The main() function loads an encrypted message into the Blob data structure:

#[derive(CanonicalSerialize, CanonicalDeserialize)]
pub struct Blob {
    pub sender_pk: G1Affine,
    pub c: ElGamal,
    pub s: G2Affine,
    pub rec_pk: G1Affine,
}

pub fn main() {
    welcome();
    puzzle(PUZZLE_DESCRIPTION);

    let messages = generate_message_space();

    let mut file = File::open("blob.bin").unwrap();
    let mut data = Vec::new();
    file.read_to_end(&mut data).unwrap();
    let blob = Blob::deserialize_uncompressed(data.as_slice()).unwrap();

    // ensure that blob is correct
    assert!(Auditor::check_auth(blob.sender_pk, &blob.c, blob.s));
    
    // Exploit goes here!
}

The Message space $\mathbb{M} \subset \mathbb{G}_1$ (fully materialized by generate_message_space()) only consists of 10 possible messages. That means we can just try all of them and test them one-by-one!

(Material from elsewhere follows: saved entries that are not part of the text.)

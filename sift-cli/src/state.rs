use anyhow::{Context, Result};
use std::ffi::OsString;
use std::fs;
use std::path::PathBuf;

/// `$SIFT_HOME`, else `$HOME/.sift`.
pub fn sift_home() -> Result<PathBuf> {
    resolve_home(std::env::var_os("SIFT_HOME"), std::env::var_os("HOME"))
}

pub fn ensure_sift_home() -> Result<PathBuf> {
    let dir = sift_home()?;
    fs::create_dir_all(&dir).with_context(|| format!("create {}", dir.display()))?;
    Ok(dir)
}

fn resolve_home(sift_home: Option<OsString>, home: Option<OsString>) -> Result<PathBuf> {
    if let Some(dir) = sift_home.filter(|d| !d.is_empty()) {
        return Ok(PathBuf::from(dir));
    }
    let home = home.context("neither SIFT_HOME nor HOME is set")?;
    Ok(PathBuf::from(home).join(".sift"))
}
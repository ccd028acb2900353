//! sift-ingest: statement text extraction and bank-agnostic transaction parsing.

pub mod classify;
pub mod extract;
pub mod patterns;
pub mod pipeline;
pub mod resolve;
pub mod segment;
pub mod summary;

pub use classify::{LineKind, classify};
pub use extract::{
    ExtractedDocument, PdfTextExtractor, PlainTextExtractor, TextExtractor, extractor_for,
};
pub use pipeline::parse_statement;
pub use resolve::{Resolved, resolve};
pub use segment::{RawLine, parse_line, segment};
pub use summary::extract_summary;
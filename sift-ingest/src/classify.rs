//! Line classification: noise, summary, or transaction candidate.
//!
//! The rules form an ordered table evaluated top to bottom; the first
//! predicate that holds decides the line. Ambiguous lines go to noise, since a
//! false transaction corrupts totals while a missed one only lowers recall.

use regex::Regex;
use std::sync::LazyLock;

use crate::patterns;

/// Outcome of classifying one line.
#[derive(Debug, Clone, Copy, PartialEq, Eq)]
pub enum LineKind {
    Blank,
    /// Header, footer, account metadata, separators
    Noise,
    /// Opening/closing balance, totals
    Summary,
    /// Looks like one transaction row
    Candidate,
    /// Unclassified prose; may continue a description
    Other,
}

impl LineKind {
    /// Lines that never contribute to a description.
    pub fn is_noise(&self) -> bool {
        matches!(self, LineKind::Blank | LineKind::Noise | LineKind::Summary)
    }
}

/// Account metadata that often carries a date or amount of its own.
const ACCOUNT_METADATA: &[&str] = &[
    "a/c open date",
    "open date",
    "expected amb",
    "joint holders",
    "account status",
    "account number",
    "cust id",
    "pr.code",
    "br.code",
    "od limit",
    "limit :",
    "currency :",
    "account open",
    "not applicable",
];

const SUMMARY_KEYWORDS: &[&str] = &[
    "opening balance",
    "closing balance",
    "total debit",
    "total credit",
    "total withdrawal",
    "total deposit",
    "statement summary",
    "account summary",
];

/// Column headers and page furniture seen across issuers.
const HEADER_FOOTER_KEYWORDS: &[&str] = &[
    "page", "account", "a/c", "branch", "address", "city", "state", "phone", "email", "ifsc",
    "micr", "nomination", "customer", "statement", "generated", "registered", "disclaimer",
    "contents", "gstin", "linked", "deposits", "loan", "locker", "facility", "scheme",
    "no records", "si ", "sl ", "particulars", "narration", "chq", "withdrawal", "deposit",
    "balance", "date", "ref", "details of", "name &", "summary", "total", "opening", "closing",
    "end of",
];

/// Header keywords only count anywhere in the line when the line is short.
const SHORT_LINE: usize = 50;

static SERIAL_RE: LazyLock<Regex> =
    LazyLock::new(|| Regex::new(r"^\d+\s*(?:of\s*\d+)?$").expect("serial pattern"));

static RULE_RE: LazyLock<Regex> =
    LazyLock::new(|| Regex::new(r"^[=\-_*#]+$").expect("rule pattern"));

/// A trimmed line with its lowercase form computed once.
struct Line<'a> {
    text: &'a str,
    lower: String,
}

type Rule = (LineKind, fn(&Line<'_>) -> bool);

const RULES: &[Rule] = &[
    (LineKind::Blank, is_blank),
    (LineKind::Noise, has_account_metadata),
    (LineKind::Summary, has_summary_keyword),
    (LineKind::Noise, is_header_or_footer),
    (LineKind::Noise, is_separator),
    (LineKind::Candidate, is_candidate),
];

/// Classify one line of statement text.
pub fn classify(line: &str) -> LineKind {
    let text = line.trim();
    let line = Line {
        text,
        lower: text.to_lowercase(),
    };

    RULES
        .iter()
        .find(|(_, applies)| applies(&line))
        .map(|(kind, _)| *kind)
        .unwrap_or(LineKind::Other)
}

fn is_blank(line: &Line<'_>) -> bool {
    line.text.is_empty()
}

fn has_account_metadata(line: &Line<'_>) -> bool {
    ACCOUNT_METADATA.iter().any(|p| line.lower.contains(p))
}

fn has_summary_keyword(line: &Line<'_>) -> bool {
    SUMMARY_KEYWORDS.iter().any(|k| line.lower.contains(k))
}

fn is_header_or_footer(line: &Line<'_>) -> bool {
    let lower = line.lower.as_str();
    let short = line.text.chars().count() < SHORT_LINE;
    let keyword = HEADER_FOOTER_KEYWORDS
        .iter()
        .any(|k| lower.starts_with(k) || (short && lower.contains(k)));
    if !keyword {
        return false;
    }

    // Data rows may mention a keyword; keep them unless they talk about totals.
    patterns::find_amount_columns(line.text).is_empty()
        || lower.contains("total")
        || lower.contains("balance")
}

fn is_separator(line: &Line<'_>) -> bool {
    SERIAL_RE.is_match(&line.lower) || RULE_RE.is_match(&line.lower)
}

fn is_candidate(line: &Line<'_>) -> bool {
    patterns::is_candidate_line(line.text)
}
use anyhow::{Context, Result};
use serde::{Deserialize, Serialize};
use std::fs;
use std::path::PathBuf;

use crate::state::ensure_sift_home;

#[derive(Debug, Clone, Default, Serialize, Deserialize)]
#[serde(default)]
pub struct Config {
    pub llm: LlmSection,
    pub output: OutputSection,
}

#[derive(Debug, Clone, Serialize, Deserialize)]
#[serde(default)]
pub struct LlmSection {
    /// Use the LLM categorizer without passing `--llm`
    pub enabled: bool,
    pub base_url: String,
    pub model: String,
    pub temperature: f32,
    /// Environment variable holding the API key; the key itself is never stored
    pub api_key_env: String,
    pub timeout_secs: u64,
}

#[derive(Debug, Clone, Serialize, Deserialize)]
#[serde(default)]
pub struct OutputSection {
    pub pretty: bool,
}

impl Default for LlmSection {
    fn default() -> Self {
        Self {
            enabled: false,
            base_url: "https://api.openai.com".to_string(),
            model: "gpt-4o-mini".to_string(),
            temperature: 0.0,
            api_key_env: "OPENAI_API_KEY".to_string(),
            timeout_secs: 60,
        }
    }
}

impl Default for OutputSection {
    fn default() -> Self {
        Self { pretty: true }
    }
}

pub fn config_path() -> Result<PathBuf> {
    Ok(ensure_sift_home()?.join("config.toml"))
}

pub fn load_config() -> Result<Config> {
    let p = config_path()?;
    if !p.exists() {
        return Ok(Config::default());
    }
    let s = fs::read_to_string(&p).with_context(|| format!("read {}", p.display()))?;
    toml::from_str(&s).context("parse config.toml")
}

pub fn save_config(cfg: &Config) -> Result<()> {
    let p = config_path()?;
    let s = toml::to_string_pretty(cfg).context("serialize config")?;
    fs::write(&p, s).with_context(|| format!("write {}", p.display()))?;
    Ok(())
}

pub fn init_config() -> Result<()> {
    let p = config_path()?;
    if p.exists() {
        println!("Config already exists: {}", p.display());
        return Ok(());
    }
    save_config(&Config::default())?;
    println!("Wrote {}", p.display());
    Ok(())
}

/// Print the effective configuration (defaults filled in).
pub fn show_config() -> Result<()> {
    let p = config_path()?;
    let cfg = load_config()?;
    println!("# {}", p.display());
    print!("{}", toml::to_string_pretty(&cfg).context("serialize config")?);
    Ok(())
}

    for (i, m) in messages.iter().enumerate() {
        // `blob.c.1` was computed as `(r.pk.mul(&self.sk) + m.0).into_affine()`, so if m
        // was the message, the following recovers the shared secret
        let candidate_shared_secret: G1Projective = blob.c.1 - m.0;
        // Compute hash(C)
        let hashed_ciphertext: G2Affine = blob.c.hash_to_curve();

        // If m is the message, this will compute e((sk_s + sk_r) * G_1, hash(C))
        let lhs = Bls12_381::pairing(candidate_shared_secret, hashed_ciphertext);
        // This computes e(PK_s, SIG)
        let rhs = Bls12_381::pairing(blob.rec_pk, blob.s);

        // The two sides are equal iff and only if m is the message!
        if lhs == rhs {
            println!("Found the message index: {i}");
        }
    }

And, indeed, the check passes for one of the messages:

Found the message index: 3

How to fix it

To fix Bob's scheme, I would do two things:

  1. Sample a random value $x$ to compute the secret key in the ElGamal encryption. This would prevent this specific attack if the attacker has neither $sk_r \times P \in \mathbb{G}_2$ or $x \times P \in \mathbb{G}_2$ (for any point $P \in \mathbb{G}_2$). As mentioned above, it would also prevent the two-time pad attack.
  2. Use different keys for the encryption and signature scheme. Re-using keys has the risk of the eavesdropper obtaining $sk_r \times P \in \mathbb{G}_2$, for example if the receiver ever signs a message!